(Entries taken from a collection)
%%

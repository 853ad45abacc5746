//! Level layouts: what the world is built from
//!
//! A layout is plain data. It can be hand placed ([`LevelLayout::demo`]),
//! generated from a seed ([`LevelLayout::generate`]) or loaded from JSON.

use std::path::Path;

use rand::{Rng, SeedableRng};
use rand_pcg::Pcg32;
use serde::{Deserialize, Serialize};

use crate::consts::{
    AMBUSH_HEIGHT, AMBUSH_WIDTH, BLOCK_SIZE, GROUND_ENEMY_SIZE, SHELLED_HEIGHT, SHELLED_WIDTH,
};
use crate::error::ConfigError;
use crate::sim::item::ItemKind;
use crate::sim::state::{LevelBounds, Pit};

/// Enemy types a layout can place
#[derive(Debug, Clone, Copy, PartialEq, Eq, Serialize, Deserialize)]
pub enum EnemyKind {
    Ground,
    Shelled,
    Ambush,
}

impl EnemyKind {
    fn width(self) -> f32 {
        match self {
            EnemyKind::Ground => GROUND_ENEMY_SIZE,
            EnemyKind::Shelled => SHELLED_WIDTH,
            EnemyKind::Ambush => AMBUSH_WIDTH,
        }
    }

    fn height(self) -> f32 {
        match self {
            EnemyKind::Ground => GROUND_ENEMY_SIZE,
            EnemyKind::Shelled => SHELLED_HEIGHT,
            EnemyKind::Ambush => AMBUSH_HEIGHT,
        }
    }
}

#[derive(Debug, Clone, Copy, PartialEq, Serialize, Deserialize)]
pub struct EnemySpawn {
    pub kind: EnemyKind,
    pub x: f32,
    pub y: f32,
}

#[derive(Debug, Clone, Copy, PartialEq, Serialize, Deserialize)]
pub struct BlockSpawn {
    pub x: f32,
    pub y: f32,
    /// Item released by the first bump (`None` = empty block)
    #[serde(default)]
    pub item: Option<ItemKind>,
}

/// Everything needed to build a [`World`](crate::sim::World)
#[derive(Debug, Clone, PartialEq, Serialize, Deserialize)]
pub struct LevelLayout {
    pub ground_y: f32,
    pub goal_x: f32,
    pub map_width: f32,
    pub view_width: f32,
    pub view_height: f32,
    /// Top-left of the player box
    pub player_spawn: (f32, f32),
    #[serde(default)]
    pub enemies: Vec<EnemySpawn>,
    #[serde(default)]
    pub blocks: Vec<BlockSpawn>,
    #[serde(default)]
    pub pits: Vec<Pit>,
}

// Demo / generator geometry
const GROUND_Y: f32 = 400.0;
const VIEW_WIDTH: f32 = 800.0;
const VIEW_HEIGHT: f32 = 480.0;
const MAP_WIDTH: f32 = 3200.0;
const GOAL_X: f32 = 3000.0;
/// Block row height above the ground; the underside is in reach of a full jump
const BLOCK_ROW_Y: f32 = GROUND_Y - 90.0 - BLOCK_SIZE;
/// Generated features start this far from the spawn
const SAFE_START: f32 = 400.0;
/// Width of one generated section
const SECTION_WIDTH: f32 = 320.0;

impl LevelLayout {
    /// Empty level: ground, goal and the player
    pub fn flat(map_width: f32, goal_x: f32) -> Self {
        Self {
            ground_y: GROUND_Y,
            goal_x,
            map_width,
            view_width: VIEW_WIDTH,
            view_height: VIEW_HEIGHT,
            player_spawn: (100.0, GROUND_Y - 40.0),
            enemies: Vec::new(),
            blocks: Vec::new(),
            pits: Vec::new(),
        }
    }

    /// Hand-placed level: three patrolling enemies from the start of the
    /// classic stage plus a few blocks, a shelled enemy, an ambush socket and
    /// one pit.
    pub fn demo() -> Self {
        let mut layout = Self::flat(MAP_WIDTH, GOAL_X);
        layout.enemies = vec![
            EnemySpawn {
                kind: EnemyKind::Ground,
                x: 500.0,
                y: 300.0,
            },
            EnemySpawn {
                kind: EnemyKind::Ground,
                x: 1200.0,
                y: 300.0,
            },
            EnemySpawn {
                kind: EnemyKind::Ground,
                x: 1600.0,
                y: 300.0,
            },
            EnemySpawn {
                kind: EnemyKind::Shelled,
                x: 2000.0,
                y: GROUND_Y - SHELLED_HEIGHT,
            },
            EnemySpawn {
                kind: EnemyKind::Ambush,
                x: 2500.0,
                y: GROUND_Y - AMBUSH_HEIGHT,
            },
        ];
        layout.blocks = vec![
            BlockSpawn {
                x: 300.0,
                y: BLOCK_ROW_Y,
                item: Some(ItemKind::Mushroom),
            },
            BlockSpawn {
                x: 300.0 + BLOCK_SIZE,
                y: BLOCK_ROW_Y,
                item: None,
            },
            BlockSpawn {
                x: 900.0,
                y: BLOCK_ROW_Y,
                item: Some(ItemKind::Flower),
            },
            BlockSpawn {
                x: 1800.0,
                y: BLOCK_ROW_Y,
                item: Some(ItemKind::Mushroom),
            },
        ];
        layout.pits = vec![Pit {
            start: 1400.0,
            end: 1480.0,
        }];
        layout
    }

    /// Deterministic random level. The same seed always yields the same layout.
    pub fn generate(seed: u64) -> Self {
        let mut rng = Pcg32::seed_from_u64(seed);
        let mut layout = Self::flat(MAP_WIDTH, GOAL_X);

        let mut x = SAFE_START;
        while x + SECTION_WIDTH <= GOAL_X - 100.0 {
            let feature_x = x + rng.random_range(0.0..SECTION_WIDTH / 2.0);
            match rng.random_range(0..5u32) {
                0 => layout.enemies.push(ground_spawn(EnemyKind::Ground, feature_x)),
                1 => layout.enemies.push(ground_spawn(EnemyKind::Shelled, feature_x)),
                2 => layout.enemies.push(ground_spawn(EnemyKind::Ambush, feature_x)),
                3 => {
                    let count = rng.random_range(1..=3u32);
                    let prize = rng.random_range(0..count);
                    for i in 0..count {
                        let item = if i == prize && rng.random_bool(0.6) {
                            Some(if rng.random_bool(0.75) {
                                ItemKind::Mushroom
                            } else {
                                ItemKind::Flower
                            })
                        } else {
                            None
                        };
                        layout.blocks.push(BlockSpawn {
                            x: feature_x + i as f32 * BLOCK_SIZE,
                            y: BLOCK_ROW_Y,
                            item,
                        });
                    }
                }
                _ => {
                    let width = rng.random_range(64.0..128.0f32).round();
                    layout.pits.push(Pit {
                        start: feature_x,
                        end: feature_x + width,
                    });
                }
            }
            x += SECTION_WIDTH;
        }

        log::info!(
            "Generated level (seed {seed}): {} enemies, {} blocks, {} pits",
            layout.enemies.len(),
            layout.blocks.len(),
            layout.pits.len()
        );
        layout
    }

    /// Parse and validate a layout from JSON text
    pub fn from_json(json: &str) -> Result<Self, ConfigError> {
        let layout: Self = serde_json::from_str(json)?;
        layout.validate()?;
        Ok(layout)
    }

    /// Load and validate a layout file
    pub fn load(path: impl AsRef<Path>) -> Result<Self, ConfigError> {
        let json = std::fs::read_to_string(path.as_ref())?;
        let layout = Self::from_json(&json)?;
        log::info!("Loaded level from {}", path.as_ref().display());
        Ok(layout)
    }

    /// Reject layouts the simulation cannot run
    pub fn validate(&self) -> Result<(), ConfigError> {
        let invalid = |msg: String| Err(ConfigError::InvalidLevel(msg));

        let scalars = [
            ("ground_y", self.ground_y),
            ("goal_x", self.goal_x),
            ("map_width", self.map_width),
            ("view_width", self.view_width),
            ("view_height", self.view_height),
            ("player_spawn.x", self.player_spawn.0),
            ("player_spawn.y", self.player_spawn.1),
        ];
        for (name, value) in scalars {
            if !value.is_finite() {
                return invalid(format!("{name} is not finite"));
            }
        }
        if self.map_width <= 0.0 || self.view_width <= 0.0 || self.view_height <= 0.0 {
            return invalid("map and view sizes must be positive".into());
        }
        if self.ground_y > self.view_height {
            return invalid(format!(
                "ground_y {} is below the view height {}",
                self.ground_y, self.view_height
            ));
        }
        if self.goal_x > self.map_width {
            return invalid(format!(
                "goal_x {} is past the map width {}",
                self.goal_x, self.map_width
            ));
        }
        if self.player_spawn.0 < 0.0 || self.player_spawn.0 >= self.map_width {
            return invalid(format!("player spawn x {} is off the map", self.player_spawn.0));
        }

        for (i, enemy) in self.enemies.iter().enumerate() {
            if !enemy.x.is_finite() || !enemy.y.is_finite() {
                return invalid(format!("enemy {i} position is not finite"));
            }
            let max_x = self.map_width - enemy.kind.width();
            if enemy.x < 0.0 || enemy.x > max_x {
                return invalid(format!(
                    "enemy {i} at x {} is outside [0, {max_x}]",
                    enemy.x
                ));
            }
        }
        for (i, block) in self.blocks.iter().enumerate() {
            if !block.x.is_finite() || !block.y.is_finite() {
                return invalid(format!("block {i} position is not finite"));
            }
        }
        for (i, pit) in self.pits.iter().enumerate() {
            if !(pit.start.is_finite() && pit.end.is_finite()) || pit.start >= pit.end {
                return invalid(format!("pit {i} has an empty or inverted span"));
            }
        }
        Ok(())
    }

    /// Static geometry handed to the world
    pub fn bounds(&self) -> LevelBounds {
        LevelBounds {
            ground_y: self.ground_y,
            goal_x: self.goal_x,
            map_width: self.map_width,
            view_width: self.view_width,
            view_height: self.view_height,
            pits: self.pits.clone(),
        }
    }
}

impl Default for LevelLayout {
    fn default() -> Self {
        Self::demo()
    }
}

/// Spawn an enemy standing on the ground line
fn ground_spawn(kind: EnemyKind, x: f32) -> EnemySpawn {
    EnemySpawn {
        kind,
        x,
        y: GROUND_Y - kind.height(),
    }
}
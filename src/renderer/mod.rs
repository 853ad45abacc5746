//! Rendering boundary
//!
//! The crate does no drawing. A renderer receives one [`FrameSnapshot`] per
//! presented frame and turns it into pixels, text or a recording.

use std::io::{self, Write};

use crate::sim::snapshot::FrameSnapshot;

/// Consumer of per-frame snapshots
pub trait Renderer {
    fn present(&mut self, frame: &FrameSnapshot) -> io::Result<()>;
}

/// Writes each snapshot as a single line of JSON
pub struct JsonLinesRenderer<W: Write> {
    out: W,
    frames: u64,
}

impl<W: Write> JsonLinesRenderer<W> {
    pub fn new(out: W) -> Self {
        Self { out, frames: 0 }
    }

    /// Frames written so far
    pub fn frames(&self) -> u64 {
        self.frames
    }

    pub fn into_inner(self) -> W {
        self.out
    }
}

impl<W: Write> Renderer for JsonLinesRenderer<W> {
    fn present(&mut self, frame: &FrameSnapshot) -> io::Result<()> {
        serde_json::to_writer(&mut self.out, frame)?;
        self.out.write_all(b"\n")?;
        self.frames += 1;
        Ok(())
    }
}
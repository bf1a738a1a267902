//! The seven canonical swatch roles.

use std::fmt;

use super::swatch::Swatch;

/// A role assigned to at most one swatch per palette.
#[derive(Debug, Clone, Copy, PartialEq, Eq, Hash)]
#[cfg_attr(feature = "serde", derive(serde::Serialize, serde::Deserialize))]
#[cfg_attr(feature = "serde", serde(rename_all = "kebab-case"))]
pub enum SwatchRole {
    Dominant,
    Vibrant,
    DarkVibrant,
    LightVibrant,
    Muted,
    DarkMuted,
    LightMuted,
}

impl SwatchRole {
    /// All roles, dominant first.
    pub const ALL: [SwatchRole; 7] = [
        SwatchRole::Dominant,
        SwatchRole::Vibrant,
        SwatchRole::DarkVibrant,
        SwatchRole::LightVibrant,
        SwatchRole::Muted,
        SwatchRole::DarkMuted,
        SwatchRole::LightMuted,
    ];

    pub fn name(self) -> &'static str {
        match self {
            SwatchRole::Dominant => "dominant",
            SwatchRole::Vibrant => "vibrant",
            SwatchRole::DarkVibrant => "dark-vibrant",
            SwatchRole::LightVibrant => "light-vibrant",
            SwatchRole::Muted => "muted",
            SwatchRole::DarkMuted => "dark-muted",
            SwatchRole::LightMuted => "light-muted",
        }
    }
}

impl fmt::Display for SwatchRole {
    fn fmt(&self, f: &mut fmt::Formatter<'_>) -> fmt::Result {
        f.write_str(self.name())
    }
}

/// Role → optional swatch mapping. Any role may be absent.
#[derive(Debug, Clone, Copy, Default, PartialEq)]
#[cfg_attr(feature = "serde", derive(serde::Serialize, serde::Deserialize))]
pub struct NamedSwatches {
    pub dominant: Option<Swatch>,
    pub vibrant: Option<Swatch>,
    pub dark_vibrant: Option<Swatch>,
    pub light_vibrant: Option<Swatch>,
    pub muted: Option<Swatch>,
    pub dark_muted: Option<Swatch>,
    pub light_muted: Option<Swatch>,
}

impl NamedSwatches {
    pub fn get(&self, role: SwatchRole) -> Option<Swatch> {
        match role {
            SwatchRole::Dominant => self.dominant,
            SwatchRole::Vibrant => self.vibrant,
            SwatchRole::DarkVibrant => self.dark_vibrant,
            SwatchRole::LightVibrant => self.light_vibrant,
            SwatchRole::Muted => self.muted,
            SwatchRole::DarkMuted => self.dark_muted,
            SwatchRole::LightMuted => self.light_muted,
        }
    }

    pub fn set(&mut self, role: SwatchRole, swatch: Option<Swatch>) {
        let slot = match role {
            SwatchRole::Dominant => &mut self.dominant,
            SwatchRole::Vibrant => &mut self.vibrant,
            SwatchRole::DarkVibrant => &mut self.dark_vibrant,
            SwatchRole::LightVibrant => &mut self.light_vibrant,
            SwatchRole::Muted => &mut self.muted,
            SwatchRole::DarkMuted => &mut self.dark_muted,
            SwatchRole::LightMuted => &mut self.light_muted,
        };
        *slot = swatch;
    }

    /// True when no role is filled.
    pub fn is_empty(&self) -> bool {
        SwatchRole::ALL.iter().all(|&role| self.get(role).is_none())
    }
}
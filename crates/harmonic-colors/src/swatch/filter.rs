//! Swatch filters applied by a provider before role designation.
//!
//! Filters are plain values rather than closures so a request can be
//! inspected, logged, compared in tests, and serialized.

use super::swatch::Swatch;

/// Minimum hue distance, in degrees, between the background and any
/// foreground candidate.
pub const HUE_EXCLUSION_DEGREES: f32 = 10.0;

/// A criterion that rejects swatches from a generation pass.
#[derive(Debug, Clone, Copy, PartialEq)]
#[cfg_attr(feature = "serde", derive(serde::Serialize, serde::Deserialize))]
#[cfg_attr(feature = "serde", serde(tag = "kind", rename_all = "kebab-case"))]
pub enum SwatchFilter {
    /// Reject near-black and near-white swatches.
    BlackOrWhite,
    /// Reject swatches whose hue lies within `tolerance` degrees of `hue`,
    /// in either direction around the hue circle.
    HueNeighborhood { hue: f32, tolerance: f32 },
}

impl SwatchFilter {
    /// Exclude the standard neighborhood around `hue`.
    pub fn exclude_hue(hue: f32) -> Self {
        SwatchFilter::HueNeighborhood {
            hue,
            tolerance: HUE_EXCLUSION_DEGREES,
        }
    }

    /// Whether `swatch` survives this filter.
    pub fn allows(&self, swatch: &Swatch) -> bool {
        match *self {
            SwatchFilter::BlackOrWhite => !swatch.is_white_or_black(),
            SwatchFilter::HueNeighborhood { hue, tolerance } => {
                let diff = (swatch.hsl().h - hue).abs();
                diff > tolerance && diff < 360.0 - tolerance
            }
        }
    }
}

/// Whether `swatch` survives every filter in `filters`.
pub fn allowed_by_all(filters: &[SwatchFilter], swatch: &Swatch) -> bool {
    filters.iter().all(|filter| filter.allows(swatch))
}
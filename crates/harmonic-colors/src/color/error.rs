//! Error type for hex color parsing.

use std::num::ParseIntError;

use thiserror::Error;

/// Error type for parsing hex color strings.
///
/// Returned when parsing a hex color string fails, either due to
/// invalid length or invalid hexadecimal characters.
#[derive(Debug, Clone, PartialEq, Error)]
pub enum ParseColorError {
    /// Hex string has invalid length (must be 3 or 6 characters after stripping '#')
    #[error("invalid hex color length (expected 3 or 6 characters)")]
    InvalidLength,
    /// Character outside `0-9`, `a-f`, `A-F`
    #[error("invalid hex digit '{0}'")]
    InvalidDigit(char),
    /// Invalid hexadecimal character encountered
    #[error("invalid hex character: {0}")]
    InvalidHex(#[from] ParseIntError),
}
//! Configuration errors.
//!
//! Bad regions and resize targets are rejected when the configuration is
//! built; the selection algorithms themselves never fail.

use thiserror::Error;

use crate::region::Rect;

#[derive(Debug, Clone, PartialEq, Error)]
pub enum ConfigError {
    #[error("text start fraction must be strictly between 0 and 1, got {0}")]
    InvalidFraction(f32),

    #[error("{which} region {rect} is empty")]
    EmptyRegion { which: &'static str, rect: Rect },

    #[error("resize area must be greater than zero")]
    ZeroResizeArea,

    #[error("a side split and explicit regions cannot be combined")]
    ConflictingRegions,
}
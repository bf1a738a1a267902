//! Swatch map fixtures and on-disk helpers.

use std::path::{Path, PathBuf};

/// Colors used by the fixture maps
pub mod colors {
    use harmonic_colors::Rgb;

    pub const NAVY: Rgb = Rgb::new(0x1e, 0x3c, 0x78);
    pub const GOLD: Rgb = Rgb::new(0xf0, 0xc8, 0x5a);
    pub const TEAL: Rgb = Rgb::new(0x1a, 0x6b, 0x6b);
    pub const SAND: Rgb = Rgb::new(0xe6, 0xd7, 0xb4);
    pub const PAPER: Rgb = Rgb::new(0xfc, 0xfc, 0xfa);
    pub const RED: Rgb = Rgb::new(0xc8, 0x1e, 0x1e);
}

/// 300x300 navy poster with a gold title band
pub const POSTER_YAML: &str = r##"
width: 300
height: 300
patches:
  - color: "#1e3c78"
    rect: { left: 0, top: 0, right: 300, bottom: 300 }
  - color: "#f0c85a"
    rect: { left: 0, top: 200, right: 300, bottom: 260 }
"##;

/// Mostly white page with a thin red headline
pub const PAGE_JSON: &str = r##"{
  "width": 300,
  "height": 300,
  "patches": [
    {"color": "#fcfcfa", "rect": {"left": 0, "top": 0, "right": 300, "bottom": 300}},
    {"color": "#c81e1e", "rect": {"left": 0, "top": 20, "right": 300, "bottom": 40}}
  ]
}"##;

/// Teal photo on the left 40%, sand on the rest
pub const DIPTYCH_YAML: &str = r##"
width: 300
height: 200
patches:
  - color: "#1a6b6b"
    rect: { left: 0, top: 0, right: 120, bottom: 200 }
  - color: "#e6d7b4"
    rect: { left: 120, top: 0, right: 300, bottom: 200 }
"##;

/// Write `content` to `name` inside `dir` and return the path
pub fn write_file(dir: &Path, name: &str, content: &str) -> PathBuf {
    let path = dir.join(name);
    std::fs::write(&path, content).expect("write fixture");
    path
}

%%

- _Exercise description_
Print exactly the lines above from the one with "or a recording." to the one with "line of JSON", including both.

- _Exercise answer_
//! presented frame and turns it into pixels, text or a recording.

use std::io::{self, Write};

use crate::sim::snapshot::FrameSnapshot;

/// Consumer of per-frame snapshots
pub trait Renderer {
    fn present(&mut self, frame: &FrameSnapshot) -> io::Result<()>;
}

/// Writes each snapshot as a single line of JSON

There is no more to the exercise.